▶ **What you need to do**:
The answer must consist of every line from the entries that holds the word "sqlx".

[Material for this exercise — start]

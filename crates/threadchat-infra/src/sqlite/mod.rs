//! SQLite storage layer.
//!
//! Repository implementations backed by SQLite with WAL mode and split
//! read/write connection pools.

pub mod conversation;
pub mod message;
pub mod pool;

use chrono::{DateTime, SecondsFormat, Utc};
use threadchat_types::error::RepositoryError;

/// Timestamps are stored as fixed-width RFC 3339 text (microseconds, `Z`),
/// so lexical order in SQL equals chronological order.
pub(crate) fn format_datetime(dt: &DateTime<Utc>) -> String {
    dt.to_rfc3339_opts(SecondsFormat::Micros, true)
}

pub(crate) fn parse_datetime(s: &str) -> Result<DateTime<Utc>, RepositoryError> {
    DateTime::parse_from_rfc3339(s)
        .map(|dt| dt.with_timezone(&Utc))
        .map_err(|e| RepositoryError::Query(format!("invalid datetime: {e}")))
}

/// Map a sqlx error onto the repository error taxonomy.
pub(crate) fn query_error(e: sqlx::Error) -> RepositoryError {
    match e {
        sqlx::Error::PoolTimedOut | sqlx::Error::PoolClosed | sqlx::Error::Io(_) => {
            RepositoryError::Connection
        }
        sqlx::Error::RowNotFound => RepositoryError::NotFound,
        other => RepositoryError::Query(other.to_string()),
    }
}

[Material for this exercise — finish]

▶ **Response area**:
/// Map a sqlx error onto the repository error taxonomy.
pub(crate) fn query_error(e: sqlx::Error) -> RepositoryError {
        sqlx::Error::PoolTimedOut | sqlx::Error::PoolClosed | sqlx::Error::Io(_) => {
        sqlx::Error::RowNotFound => RepositoryError::NotFound,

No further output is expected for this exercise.